_WHAT THE TASK REQUIRES_
Among the entries below, which lines include the string "impl"? Show each one.

--- START ---

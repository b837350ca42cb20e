//! Resource descriptions and response normalization
//!
//! A [`Resource`] says where a record array lives inside a page payload.
//! [`normalize`] pulls that array out and refuses anything else: a missing
//! field or a non-array value is a schema error, never an empty page.

use crate::error::{ExplorerError, Result};
use serde_json::{Map, Value};

/// How a resource is reached
#[derive(Debug, Clone, PartialEq)]
pub enum Endpoint {
    /// `GET {url_rest}{route}`
    Rest { route: String },
    /// `POST {url_graphql}` with this query document
    GraphQl { query: String },
}

/// A fetchable resource and the location of its records in a payload
#[derive(Debug, Clone, PartialEq)]
pub struct Resource {
    name: String,
    endpoint: Endpoint,
    array_path: Vec<String>,
    params: Vec<(String, String)>,
    variables: Map<String, Value>,
    paginated: bool,
}

impl Resource {
    /// A paginated REST collection whose records sit under `result`
    pub fn rest(name: impl Into<String>, route: impl Into<String>) -> Self {
        Resource {
            name: name.into(),
            endpoint: Endpoint::Rest {
                route: route.into(),
            },
            array_path: vec!["result".to_string()],
            params: Vec::new(),
            variables: Map::new(),
            paginated: true,
        }
    }

    /// A GraphQL query whose records sit under `data.<root>`; unpaginated
    /// unless [`Resource::paginated`] says otherwise
    pub fn graphql(root: impl Into<String>, query: impl Into<String>) -> Self {
        let root = root.into();
        Resource {
            array_path: vec!["data".to_string(), root.clone()],
            name: root,
            endpoint: Endpoint::GraphQl {
                query: query.into(),
            },
            params: Vec::new(),
            variables: Map::new(),
            paginated: false,
        }
    }

    pub fn with_array_path(mut self, path: &[&str]) -> Self {
        self.array_path = path.iter().map(|s| s.to_string()).collect();
        self
    }

    /// Fixed REST query parameter sent with every page
    pub fn with_param(mut self, key: impl Into<String>, value: impl Into<String>) -> Self {
        self.params.push((key.into(), value.into()));
        self
    }

    /// Fixed GraphQL variable sent with every page
    pub fn with_variable(mut self, key: impl Into<String>, value: Value) -> Self {
        self.variables.insert(key.into(), value);
        self
    }

    pub fn paginated(mut self, paginated: bool) -> Self {
        self.paginated = paginated;
        self
    }

    pub fn name(&self) -> &str {
        &self.name
    }

    pub fn endpoint(&self) -> &Endpoint {
        &self.endpoint
    }

    pub fn array_path(&self) -> &[String] {
        &self.array_path
    }

    pub fn params(&self) -> &[(String, String)] {
        &self.params
    }

    pub fn variables(&self) -> &Map<String, Value> {
        &self.variables
    }

    pub fn is_paginated(&self) -> bool {
        self.paginated
    }

    /// Short label used in error messages
    pub fn label(&self) -> String {
        match &self.endpoint {
            Endpoint::Rest { route } => route.clone(),
            Endpoint::GraphQl { .. } => format!("graphql:{}", self.name),
        }
    }
}

/// Pagination hints a server may attach to a page
#[derive(Debug, Clone, Copy, Default, PartialEq, Eq)]
pub struct PageMeta {
    pub total_count: Option<u64>,
    pub total_pages: Option<u64>,
    pub has_next_page: Option<bool>,
}

impl PageMeta {
    /// Read `metadata.pagination` when present
    pub fn from_payload(payload: &Value) -> Self {
        let Some(pagination) = payload.pointer("/metadata/pagination") else {
            return PageMeta::default();
        };
        PageMeta {
            total_count: pagination.get("totalCount").and_then(Value::as_u64),
            total_pages: pagination.get("totalPages").and_then(Value::as_u64),
            has_next_page: pagination.get("hasNextPage").and_then(Value::as_bool),
        }
    }
}

/// Extract the resource's record array from a page payload
///
/// An array met before the end of the path is walked element by element and
/// the results concatenated in order, so `data.Experiment.usesFacility`
/// yields the facilities of every matched experiment.
pub fn normalize(payload: Value, resource: &Resource) -> Result<Vec<Value>> {
    let path = resource.array_path();
    let mut frontier = vec![payload];

    for (depth, segment) in path.iter().enumerate() {
        let mut next = Vec::with_capacity(frontier.len());
        for value in frontier {
            descend(value, segment, &mut next)
                .map_err(|found| shape_error(resource, &path[..=depth], &found))?;
        }
        frontier = next;
    }

    let mut records = Vec::new();
    for value in frontier {
        match value {
            Value::Array(items) => records.extend(items),
            other => {
                return Err(shape_error(
                    resource,
                    path,
                    &format!("{} instead of an array", kind_of(&other)),
                ))
            }
        }
    }
    Ok(records)
}

fn descend(value: Value, segment: &str, out: &mut Vec<Value>) -> std::result::Result<(), String> {
    match value {
        Value::Object(mut obj) => match obj.remove(segment) {
            Some(inner) => {
                out.push(inner);
                Ok(())
            }
            None => Err("missing field".to_string()),
        },
        Value::Array(items) => {
            for item in items {
                descend(item, segment, out)?;
            }
            Ok(())
        }
        other => Err(format!("{} where an object was expected", kind_of(&other))),
    }
}

fn shape_error(resource: &Resource, path: &[String], found: &str) -> ExplorerError {
    ExplorerError::schema(
        resource.label(),
        format!("'{}': {}", path.join("."), found),
    )
}

fn kind_of(value: &Value) -> &'static str {
    match value {
        Value::Null => "null",
        Value::Bool(_) => "a boolean",
        Value::Number(_) => "a number",
        Value::String(_) => "a string",
        Value::Array(_) => "an array",
        Value::Object(_) => "an object",
    }
}

#[cfg(test)]
mod tests {
    use super::*;
    use crate::error::ErrorKind;
    use serde_json::json;

    #[test]
    fn test_rest_records() {
        let resource = Resource::rest("devices", "/core/devices");
        let payload = json!({
            "metadata": {"pagination": {"totalCount": 3, "pageSize": 20}},
            "result": [{"uri": "d1"}, {"uri": "d2"}, {"uri": "d3"}]
        });

        assert_eq!(PageMeta::from_payload(&payload).total_count, Some(3));
        let records = normalize(payload, &resource).unwrap();
        assert_eq!(records.len(), 3);
        assert_eq!(records[2]["uri"], "d3");
    }

    #[test]
    fn test_graphql_records() {
        let resource = Resource::graphql("Experiment", "query { Experiment { _id } }");
        let payload = json!({"data": {"Experiment": [{"_id": "e1"}]}});

        let records = normalize(payload, &resource).unwrap();
        assert_eq!(records, vec![json!({"_id": "e1"})]);
    }

    #[test]
    fn test_nested_path_walks_arrays() {
        let resource = Resource::graphql("Experiment", "")
            .with_array_path(&["data", "Experiment", "usesFacility"]);
        let payload = json!({"data": {"Experiment": [
            {"usesFacility": [{"_id": "f1"}, {"_id": "f2"}]},
            {"usesFacility": [{"_id": "f3"}]}
        ]}});

        let records = normalize(payload, &resource).unwrap();
        let ids: Vec<&str> = records.iter().filter_map(|r| r["_id"].as_str()).collect();
        assert_eq!(ids, vec!["f1", "f2", "f3"]);
    }

    #[test]
    fn test_missing_field_is_schema_error() {
        let resource = Resource::rest("devices", "/core/devices");
        let err = normalize(json!({"metadata": {}}), &resource).unwrap_err();

        assert_eq!(err.kind(), ErrorKind::Schema);
        assert!(err.to_string().contains("/core/devices"));
        assert!(err.to_string().contains("'result'"));
    }

    #[test]
    fn test_non_array_is_schema_error() {
        let resource = Resource::graphql("Experiment", "");
        let err = normalize(json!({"data": {"Experiment": {"_id": "e1"}}}), &resource).unwrap_err();
        assert_eq!(err.kind(), ErrorKind::Schema);

        let err = normalize(json!({"data": null}), &resource).unwrap_err();
        assert_eq!(err.kind(), ErrorKind::Schema);
    }

    #[test]
    fn test_empty_array_is_fine() {
        let resource = Resource::rest("devices", "/core/devices");
        assert!(normalize(json!({"result": []}), &resource).unwrap().is_empty());
    }
}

--- END ---

_TASK ANSWER_
impl Resource {
    pub fn rest(name: impl Into<String>, route: impl Into<String>) -> Self {
    pub fn graphql(root: impl Into<String>, query: impl Into<String>) -> Self {
    pub fn with_param(mut self, key: impl Into<String>, value: impl Into<String>) -> Self {
    pub fn with_variable(mut self, key: impl Into<String>, value: Value) -> Self {
impl PageMeta {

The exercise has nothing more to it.